Zusammenfassung der Kapitel
1. Einleitung: Die Einleitung stellt das Thema, die Forschungsfrage nach dem Frauenbild und das methodische Vorgehen der Seminararbeit vor.
2. Der altfranzösische Artusroman: Dieses Kapitel gibt einen Überblick über die Gattungsmerkmale des Artusromans und dessen historische sowie legendarische Quellen.

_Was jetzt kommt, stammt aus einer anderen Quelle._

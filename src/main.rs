//! Magazzino Server - Tool Inventory Ledger
//!
//! REST API over a CSV-backed tool inventory.

use std::net::SocketAddr;
use std::sync::Arc;

use anyhow::Context;
use tracing_subscriber::{layer::SubscriberExt, util::SubscriberInitExt};

use magazzino_server::{
    api, config::AppConfig, repository::Repository, services::Services, AppState,
};

#[tokio::main]
async fn main() -> anyhow::Result<()> {
    // Load environment variables from .env file
    dotenvy::dotenv().ok();

    // Load configuration
    let config = AppConfig::load().context("Failed to load configuration")?;

    // Initialize tracing
    let filter = tracing_subscriber::EnvFilter::try_from_default_env().unwrap_or_else(|_| {
        format!("magazzino_server={},tower_http=debug", config.logging.level).into()
    });

    let json = config.logging.format.eq_ignore_ascii_case("json");
    let (file_writer, _file_guard) = match &config.logging.directory {
        Some(dir) => {
            let appender = tracing_appender::rolling::daily(dir, "magazzino.log");
            let (writer, guard) = tracing_appender::non_blocking(appender);
            (Some(writer), Some(guard))
        }
        None => (None, None),
    };

    tracing_subscriber::registry()
        .with(filter)
        .with(json.then(|| tracing_subscriber::fmt::layer().json()))
        .with((!json).then(|| tracing_subscriber::fmt::layer()))
        .with(file_writer.map(|writer| {
            tracing_subscriber::fmt::layer()
                .with_ansi(false)
                .with_writer(writer)
        }))
        .init();

    tracing::info!("Starting Magazzino Server v{}", env!("CARGO_PKG_VERSION"));

    // Create repository and services
    let repository = Repository::csv(&config.store.path);
    let services = Services::new(repository, &config.labels);

    match services.inventory.check_store().await {
        Ok(count) => tracing::info!("Inventory {} loaded: {} tool(s)", config.store.path, count),
        Err(e) => tracing::warn!("Inventory {} not readable yet: {}", config.store.path, e),
    }

    let addr = SocketAddr::new(
        config
            .server
            .host
            .parse()
            .context("Invalid host address")?,
        config.server.port,
    );

    // Create application state
    let state = AppState {
        config: Arc::new(config),
        services: Arc::new(services),
    };

    // Build router
    let app = api::create_router(state);

    tracing::info!("Server listening on http://{}", addr);

    let listener = tokio::net::TcpListener::bind(addr).await?;
    axum::serve(listener, app).await?;

    Ok(())
}
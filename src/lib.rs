//! Magazzino Tool Inventory
//!
//! Tracks workshop tools: how many units exist, how many are available, which
//! operators hold how many, and every checkout and return, persisted in a
//! single CSV inventory file and served as a REST JSON API.

use std::sync::Arc;

pub mod api;
pub mod config;
pub mod error;
pub mod models;
pub mod repository;
pub mod services;

pub use config::AppConfig;
pub use error::{AppError, AppResult};

/// Application state shared across all handlers
#[derive(Clone)]
pub struct AppState {
    pub config: Arc<AppConfig>,
    pub services: Arc<services::Services>,
}
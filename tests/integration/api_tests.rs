//! API integration tests
//!
//! The router runs in-process over an in-memory inventory.

use std::sync::Arc;

use axum::{
    body::Body,
    http::{Method, Request, StatusCode},
    Router,
};
use serde_json::{json, Value};
use tower::ServiceExt;

use magazzino_server::{
    api, config::AppConfig, repository::Repository, services::Services, AppState,
};

fn app() -> Router {
    let mut config = AppConfig::default();
    config.labels.enabled = false;
    config.labels.public_base_url = "http://10.0.0.5:8080".to_string();

    let services = Services::new(Repository::in_memory(Vec::new()), &config.labels);
    api::create_router(AppState {
        config: Arc::new(config),
        services: Arc::new(services),
    })
}

async fn send(app: &Router, method: Method, uri: &str, body: Option<Value>) -> (StatusCode, Value) {
    let builder = Request::builder()
        .method(method)
        .uri(format!("/api/v1{}", uri));
    let request = match body {
        Some(body) => builder
            .header("content-type", "application/json")
            .body(Body::from(body.to_string())),
        None => builder.body(Body::empty()),
    }
    .expect("Failed to build request");

    let response = app
        .clone()
        .oneshot(request)
        .await
        .expect("Failed to send request");

    let status = response.status();
    let bytes = axum::body::to_bytes(response.into_body(), usize::MAX)
        .await
        .expect("Failed to read body");
    let body = if bytes.is_empty() {
        Value::Null
    } else {
        serde_json::from_slice(&bytes).expect("Failed to parse response")
    };
    (status, body)
}

async fn create(app: &Router, codice: &str, quantita: i64) -> (StatusCode, Value) {
    send(
        app,
        Method::POST,
        "/tools",
        Some(json!({
            "codice": codice,
            "produttore": "Sandvik",
            "diametro": "6",
            "materiale": "HSS",
            "descrizione": "Punta elicoidale",
            "tipo": "punta",
            "cassetto": "A3",
            "quantita": quantita
        })),
    )
    .await
}

#[tokio::test]
async fn test_health_check() {
    let app = app();
    let (status, body) = send(&app, Method::GET, "/health", None).await;
    assert_eq!(status, StatusCode::OK);
    assert_eq!(body["status"], "healthy");

    let (status, body) = send(&app, Method::GET, "/ready", None).await;
    assert_eq!(status, StatusCode::OK);
    assert_eq!(body["status"], "ready");
}

#[tokio::test]
async fn test_checkout_and_return_scenario() {
    let app = app();

    let (status, body) = create(&app, "T1", 10).await;
    assert_eq!(status, StatusCode::CREATED);
    assert_eq!(body["stato"], "in magazzino");
    assert_eq!(body["qr_url"], "http://10.0.0.5:8080/utensile/T1");

    let (status, body) = send(
        &app,
        Method::POST,
        "/tools/T1/checkout",
        Some(json!({ "operatore": "Alice", "quantita": 3 })),
    )
    .await;
    assert_eq!(status, StatusCode::OK);
    assert_eq!(body["quantita_disponibile"], 7);
    assert_eq!(body["quantita"], 7);
    assert_eq!(body["operatori"], json!({ "Alice": 3 }));
    assert_eq!(body["stato"], "in uso");
    assert_eq!(body["in_uso"], 3);
    assert_eq!(body["operatori_formattati"], "Alice (3)");

    let (status, body) = send(
        &app,
        Method::POST,
        "/tools/T1/checkout",
        Some(json!({ "operatore": "Alice", "quantita": 20 })),
    )
    .await;
    assert_eq!(status, StatusCode::CONFLICT);
    assert_eq!(body["error"], "NotAvailable");

    let (status, body) = send(
        &app,
        Method::POST,
        "/tools/T1/return",
        Some(json!({ "operatore": "Bob", "quantita": 1 })),
    )
    .await;
    assert_eq!(status, StatusCode::CONFLICT);
    assert_eq!(body["error"], "NotHeld");

    let (status, body) = send(
        &app,
        Method::POST,
        "/tools/T1/return",
        Some(json!({ "operatore": "Alice", "quantita": 3, "stato": "in magazzino" })),
    )
    .await;
    assert_eq!(status, StatusCode::OK);
    assert_eq!(body["quantita_disponibile"], 10);
    assert_eq!(body["quantita"], 10);
    assert_eq!(body["operatori"], json!({}));
    assert_eq!(body["stato"], "in magazzino");
    assert_eq!(body["storico"].as_array().map(Vec::len), Some(2));

    let (status, body) = create(&app, "T1", 5).await;
    assert_eq!(status, StatusCode::OK);
    assert_eq!(body["quantita"], 15);
    assert_eq!(body["stato"], "in magazzino");
}

#[tokio::test]
async fn test_broken_return() {
    let app = app();
    create(&app, "F8", 4).await;
    send(
        &app,
        Method::POST,
        "/tools/F8/checkout",
        Some(json!({ "operatore": "Marco", "quantita": 2 })),
    )
    .await;

    let (status, body) = send(
        &app,
        Method::POST,
        "/tools/F8/return",
        Some(json!({ "operatore": "Marco", "quantita": 1, "stato": "Rotta" })),
    )
    .await;
    assert_eq!(status, StatusCode::OK);
    assert_eq!(body["stato"], "rotta");
    assert_eq!(body["quantita_disponibile"], 2);
    assert_eq!(body["operatori"], json!({ "Marco": 1 }));
    assert_eq!(body["storico"][1]["azione"], "RESTITUZIONE 1 (rotta)");
}

#[tokio::test]
async fn test_validation_errors() {
    let app = app();
    create(&app, "T1", 1).await;

    let (status, body) = send(
        &app,
        Method::POST,
        "/tools/T1/checkout",
        Some(json!({ "operatore": " ", "quantita": 1 })),
    )
    .await;
    assert_eq!(status, StatusCode::BAD_REQUEST);
    assert_eq!(body["error"], "BadValue");

    let (status, _) = send(
        &app,
        Method::POST,
        "/tools/T1/return",
        Some(json!({ "operatore": "Alice", "quantita": 0 })),
    )
    .await;
    assert_eq!(status, StatusCode::BAD_REQUEST);

    send(
        &app,
        Method::POST,
        "/tools/T1/checkout",
        Some(json!({ "operatore": "Alice", "quantita": 1 })),
    )
    .await;
    let (status, body) = send(
        &app,
        Method::POST,
        "/tools/T1/return",
        Some(json!({ "operatore": "Alice", "quantita": 1, "stato": "ok||x:: y:: z" })),
    )
    .await;
    assert_eq!(status, StatusCode::BAD_REQUEST);
    assert_eq!(body["error"], "BadValue");

    let (_, body) = send(&app, Method::GET, "/tools/T1", None).await;
    assert_eq!(body["storico"].as_array().map(Vec::len), Some(1));
    assert_eq!(body["operatori"], json!({ "Alice": 1 }));

    let (status, _) = create(&app, "", 1).await;
    assert_eq!(status, StatusCode::BAD_REQUEST);
}

#[tokio::test]
async fn test_list_filters_and_delete() {
    let app = app();
    create(&app, "P-6", 1).await;
    send(
        &app,
        Method::POST,
        "/tools",
        Some(json!({ "codice": "F-8", "produttore": "Garant", "tipo": "fresa", "quantita": 2 })),
    )
    .await;

    let (status, body) = send(&app, Method::GET, "/tools?tipo=FRES", None).await;
    assert_eq!(status, StatusCode::OK);
    assert_eq!(body.as_array().map(Vec::len), Some(1));
    assert_eq!(body[0]["codice"], "F-8");

    let (_, body) = send(&app, Method::GET, "/tools?produttore=&codice=-", None).await;
    assert_eq!(body.as_array().map(Vec::len), Some(2));

    let (_, body) = send(&app, Method::GET, "/labels", None).await;
    assert_eq!(body[1]["qr_url"], "http://10.0.0.5:8080/utensile/F-8");

    let (status, _) = send(&app, Method::DELETE, "/tools/P-6", None).await;
    assert_eq!(status, StatusCode::NO_CONTENT);

    let (status, body) = send(&app, Method::GET, "/tools/P-6", None).await;
    assert_eq!(status, StatusCode::NOT_FOUND);
    assert_eq!(body["error"], "NoSuchTool");

    let (status, _) = send(&app, Method::DELETE, "/tools/P-6", None).await;
    assert_eq!(status, StatusCode::NOT_FOUND);
}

3. Unterschiede im Verständnis von Liebe und der Frau zwischen „Erec de Enide“ und der Troubadourlyrik: Hier werden die höfische Liebe und die Ehekonzeption bei Chrétien den Idealen der Troubadourlyrik gegenübergestellt.
4. Charakterisierung der Enide: Das Kapitel widmet sich der detaillierten Beschreibung der Enide, wobei der Fokus auf ihrer Schönheit und ihren weiteren Charaktereigenschaften liegt.
5. Das Verliegen Erecs: In diesem Teil wird die Verhaltensänderung Erecs nach der Heirat analysiert, die seine ritterlichen Pflichten vernachlässigt.
6. Das Schweigegebot: Es wird untersucht, warum Erec seiner Frau ein Sprechverbot auferlegt und inwiefern dies als Prüfung ihrer Liebe und zur Wiederherstellung seiner ritterlichen Ehre dient.
7. Fazit: Die Arbeit schließt mit einer zusammenfassenden Bewertung des Frauenbildes und der Idealvorstellung von Ehe bei Chrétien de Troyes ab.
Schlüsselwörter
Erec et Enide, Chrétien de Troyes, Artusroman, Frauenbild, höfische Liebe, Amour courtois, Enide, Rittertum, Mittelalter, Ehe, Schweigegebot, Minnesang, Troubadourlyrik, Literaturwissenschaft, Charakterisierung.
Häufig gestellte Fragen
Worum geht es in dieser Seminararbeit?
Die Arbeit analysiert das Frauenbild in Chrétien de Troyes' Werk „Erec et Enide“ unter Berücksichtigung literarischer und gesellschaftlicher Kontexte des Mittelalters.
Welche zentralen Themenfelder werden bearbeitet?
Die Schwerpunkte liegen auf der Charakterisierung der weiblichen Hauptfigur Enide, dem Verständnis von Ehe sowie dem Kontrast zwischen der höfischen Liebe im Roman und der Troubadourlyrik.
Was ist das primäre Ziel der Untersuchung?
Ziel ist es, Chrétien de Troyes' Interpretation der idealen Ehe sowie seine Darstellung der weiblichen Rolle innerhalb der ritterlichen Gesellschaft herauszuarbeiten.
Welche wissenschaftliche Methode findet Anwendung?
Die Autorin nutzt eine literaturwissenschaftliche Analyse, die Textstellen aus dem Originalwerk interpretiert und in den Kontext zeitgenössischer Sekundärliteratur stellt.
Was wird im Hauptteil behandelt?
Der Hauptteil gliedert sich in die Definition der Gattung, den Vergleich mit der Troubadourlyrik, die detaillierte Figurenanalyse der Enide sowie die Untersuchung von Erecs „Verliegen“ und das von ihm auferlegte Schweigegebot.
Welche Schlüsselbegriffe charakterisieren die Arbeit?
Wichtige Begriffe sind „höfische Liebe“, „Amour courtois“, „Artusroman“, „Enide“ und „Ehe“.
Welche Bedeutung hat das Schweigegebot für die Handlung?
Das Schweigegebot fungiert als zentrale Prüfungssituation, durch die Erec seine Ritterlichkeit wiedergewinnen will und die den inneren Konflikt sowie die Treue der Enide verdeutlicht.
Wie wird das Verhältnis von Ehe und Leidenschaft im Roman bewertet?
Chrétien de Troyes wird als innovativ betrachtet, da er im Gegensatz zur traditionellen Troubadourlyrik die Ehe und leidenschaftliche Liebe als miteinander vereinbar darstellt.